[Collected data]
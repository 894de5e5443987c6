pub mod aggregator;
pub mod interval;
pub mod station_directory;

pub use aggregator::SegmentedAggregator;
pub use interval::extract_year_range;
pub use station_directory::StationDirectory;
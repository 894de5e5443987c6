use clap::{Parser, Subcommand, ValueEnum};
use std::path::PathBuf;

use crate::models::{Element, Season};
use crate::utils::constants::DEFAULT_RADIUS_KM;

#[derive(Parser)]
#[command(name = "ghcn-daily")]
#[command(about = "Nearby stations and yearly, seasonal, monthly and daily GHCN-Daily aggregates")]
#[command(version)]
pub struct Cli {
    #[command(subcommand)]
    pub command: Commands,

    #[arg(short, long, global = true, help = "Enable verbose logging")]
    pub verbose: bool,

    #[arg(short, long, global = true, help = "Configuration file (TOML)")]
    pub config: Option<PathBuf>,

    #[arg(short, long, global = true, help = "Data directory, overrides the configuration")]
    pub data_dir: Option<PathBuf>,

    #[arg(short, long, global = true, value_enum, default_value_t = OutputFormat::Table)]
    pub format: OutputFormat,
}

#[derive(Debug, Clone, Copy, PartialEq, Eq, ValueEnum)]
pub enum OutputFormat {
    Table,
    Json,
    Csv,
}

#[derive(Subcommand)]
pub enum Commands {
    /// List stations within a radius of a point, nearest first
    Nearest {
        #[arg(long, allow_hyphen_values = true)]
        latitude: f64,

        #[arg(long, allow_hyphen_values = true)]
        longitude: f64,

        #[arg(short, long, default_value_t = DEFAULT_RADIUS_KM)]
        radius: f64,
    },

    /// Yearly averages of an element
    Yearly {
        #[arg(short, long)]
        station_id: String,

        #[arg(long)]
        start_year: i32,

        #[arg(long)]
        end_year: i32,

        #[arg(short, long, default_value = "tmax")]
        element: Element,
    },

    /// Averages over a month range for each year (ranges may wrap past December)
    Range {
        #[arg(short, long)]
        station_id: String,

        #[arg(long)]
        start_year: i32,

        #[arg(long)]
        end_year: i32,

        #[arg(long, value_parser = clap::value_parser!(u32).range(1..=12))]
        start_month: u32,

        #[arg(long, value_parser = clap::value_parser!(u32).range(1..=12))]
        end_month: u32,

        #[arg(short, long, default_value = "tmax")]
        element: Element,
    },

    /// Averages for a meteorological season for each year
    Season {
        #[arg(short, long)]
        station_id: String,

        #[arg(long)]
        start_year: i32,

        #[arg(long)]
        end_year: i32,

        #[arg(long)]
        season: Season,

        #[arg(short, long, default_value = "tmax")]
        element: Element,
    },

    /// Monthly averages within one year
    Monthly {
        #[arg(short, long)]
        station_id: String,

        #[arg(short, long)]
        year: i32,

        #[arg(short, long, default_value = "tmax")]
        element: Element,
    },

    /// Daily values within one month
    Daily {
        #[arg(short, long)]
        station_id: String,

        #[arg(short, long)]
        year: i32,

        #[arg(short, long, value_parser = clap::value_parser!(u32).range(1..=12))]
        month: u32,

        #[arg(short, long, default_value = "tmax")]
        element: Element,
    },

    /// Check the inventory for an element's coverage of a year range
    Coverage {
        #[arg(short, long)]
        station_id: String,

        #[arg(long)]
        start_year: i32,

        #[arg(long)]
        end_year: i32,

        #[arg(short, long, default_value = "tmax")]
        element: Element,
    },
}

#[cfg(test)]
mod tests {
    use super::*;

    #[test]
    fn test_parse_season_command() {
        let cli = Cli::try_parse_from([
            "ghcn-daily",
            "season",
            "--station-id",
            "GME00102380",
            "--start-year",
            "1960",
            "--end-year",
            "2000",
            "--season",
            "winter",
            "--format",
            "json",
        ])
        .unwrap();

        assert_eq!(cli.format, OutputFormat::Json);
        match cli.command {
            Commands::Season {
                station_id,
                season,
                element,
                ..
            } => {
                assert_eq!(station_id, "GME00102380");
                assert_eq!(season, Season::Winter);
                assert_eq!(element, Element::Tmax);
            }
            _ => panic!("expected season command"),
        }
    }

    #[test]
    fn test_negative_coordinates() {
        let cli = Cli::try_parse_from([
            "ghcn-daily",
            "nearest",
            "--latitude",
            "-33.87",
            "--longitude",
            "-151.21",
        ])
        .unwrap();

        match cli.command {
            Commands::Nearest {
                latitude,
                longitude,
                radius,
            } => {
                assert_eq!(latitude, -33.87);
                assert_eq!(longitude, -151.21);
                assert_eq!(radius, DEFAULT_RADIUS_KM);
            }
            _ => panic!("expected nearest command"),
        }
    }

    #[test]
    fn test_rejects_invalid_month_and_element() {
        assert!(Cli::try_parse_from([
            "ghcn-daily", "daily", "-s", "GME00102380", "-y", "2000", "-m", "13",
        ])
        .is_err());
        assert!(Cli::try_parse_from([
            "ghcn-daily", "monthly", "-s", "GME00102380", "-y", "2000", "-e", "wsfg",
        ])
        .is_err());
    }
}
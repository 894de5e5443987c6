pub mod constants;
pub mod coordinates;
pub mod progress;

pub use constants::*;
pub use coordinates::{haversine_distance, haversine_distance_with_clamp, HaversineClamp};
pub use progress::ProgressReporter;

#### TASK OBJECTIVE
The answer should contain every line of the data, unchanged.

#### SOLUTION
repository 894de5e5443987c6
pub mod aggregator;
pub mod interval;
pub mod station_directory;

pub use aggregator::SegmentedAggregator;
pub use interval::extract_year_range;
pub use station_directory::StationDirectory;
repository 894de5e5443987c6
use clap::{Parser, Subcommand, ValueEnum};
use std::path::PathBuf;

use crate::models::{Element, Season};
use crate::utils::constants::DEFAULT_RADIUS_KM;

#[derive(Parser)]
#[command(name = "ghcn-daily")]
#[command(about = "Nearby stations and yearly, seasonal, monthly and daily GHCN-Daily aggregates")]
#[command(version)]
pub struct Cli {
    #[command(subcommand)]
    pub command: Commands,

    #[arg(short, long, global = true, help = "Enable verbose logging")]
    pub verbose: bool,

    #[arg(short, long, global = true, help = "Configuration file (TOML)")]
    pub config: Option<PathBuf>,

    #[arg(short, long, global = true, help = "Data directory, overrides the configuration")]
    pub data_dir: Option<PathBuf>,

    #[arg(short, long, global = true, value_enum, default_value_t = OutputFormat::Table)]
    pub format: OutputFormat,
}

#[derive(Debug, Clone, Copy, PartialEq, Eq, ValueEnum)]
pub enum OutputFormat {
    Table,
    Json,
    Csv,
}

#[derive(Subcommand)]
pub enum Commands {
    /// List stations within a radius of a point, nearest first
    Nearest {
        #[arg(long, allow_hyphen_values = true)]
        latitude: f64,

        #[arg(long, allow_hyphen_values = true)]
        longitude: f64,

        #[arg(short, long, default_value_t = DEFAULT_RADIUS_KM)]
        radius: f64,
    },

    /// Yearly averages of an element
    Yearly {
        #[arg(short, long)]
        station_id: String,

        #[arg(long)]
        start_year: i32,

        #[arg(long)]
        end_year: i32,

        #[arg(short, long, default_value = "tmax")]
        element: Element,
    },

    /// Averages over a month range for each year (ranges may wrap past December)
    Range {
        #[arg(short, long)]
        station_id: String,

        #[arg(long)]
        start_year: i32,

        #[arg(long)]
        end_year: i32,

        #[arg(long, value_parser = clap::value_parser!(u32).range(1..=12))]
        start_month: u32,

        #[arg(long, value_parser = clap::value_parser!(u32).range(1..=12))]
        end_month: u32,

        #[arg(short, long, default_value = "tmax")]
        element: Element,
    },

    /// Averages for a meteorological season for each year
    Season {
        #[arg(short, long)]
        station_id: String,

        #[arg(long)]
        start_year: i32,

        #[arg(long)]
        end_year: i32,

        #[arg(long)]
        season: Season,

        #[arg(short, long, default_value = "tmax")]
        element: Element,
    },

    /// Monthly averages within one year
    Monthly {
        #[arg(short, long)]
        station_id: String,

        #[arg(short, long)]
        year: i32,

        #[arg(short, long, default_value = "tmax")]
        element: Element,
    },

    /// Daily values within one month
    Daily {
        #[arg(short, long)]
        station_id: String,

        #[arg(short, long)]
        year: i32,

        #[arg(short, long, value_parser = clap::value_parser!(u32).range(1..=12))]
        month: u32,

        #[arg(short, long, default_value = "tmax")]
        element: Element,
    },

    /// Check the inventory for an element's coverage of a year range
    Coverage {
        #[arg(short, long)]
        station_id: String,

        #[arg(long)]
        start_year: i32,

        #[arg(long)]
        end_year: i32,

        #[arg(short, long, default_value = "tmax")]
        element: Element,
    },
}

#[cfg(test)]
mod tests {
    use super::*;

    #[test]
    fn test_parse_season_command() {
        let cli = Cli::try_parse_from([
            "ghcn-daily",
            "season",
            "--station-id",
            "GME00102380",
            "--start-year",
            "1960",
            "--end-year",
            "2000",
            "--season",
            "winter",
            "--format",
            "json",
        ])
        .unwrap();

        assert_eq!(cli.format, OutputFormat::Json);
        match cli.command {
            Commands::Season {
                station_id,
                season,
                element,
                ..
            } => {
                assert_eq!(station_id, "GME00102380");
                assert_eq!(season, Season::Winter);
                assert_eq!(element, Element::Tmax);
            }
            _ => panic!("expected season command"),
        }
    }

    #[test]
    fn test_negative_coordinates() {
        let cli = Cli::try_parse_from([
            "ghcn-daily",
            "nearest",
            "--latitude",
            "-33.87",
            "--longitude",
            "-151.21",
        ])
        .unwrap();

        match cli.command {
            Commands::Nearest {
                latitude,
                longitude,
                radius,
            } => {
                assert_eq!(latitude, -33.87);
                assert_eq!(longitude, -151.21);
                assert_eq!(radius, DEFAULT_RADIUS_KM);
            }
            _ => panic!("expected nearest command"),
        }
    }

    #[test]
    fn test_rejects_invalid_month_and_element() {
        assert!(Cli::try_parse_from([
            "ghcn-daily", "daily", "-s", "GME00102380", "-y", "2000", "-m", "13",
        ])
        .is_err());
        assert!(Cli::try_parse_from([
            "ghcn-daily", "monthly", "-s", "GME00102380", "-y", "2000", "-e", "wsfg",
        ])
        .is_err());
    }
}
repository 894de5e5443987c6
pub mod constants;
pub mod coordinates;
pub mod progress;

pub use constants::*;
pub use coordinates::{haversine_distance, haversine_distance_with_clamp, HaversineClamp};
pub use progress::ProgressReporter;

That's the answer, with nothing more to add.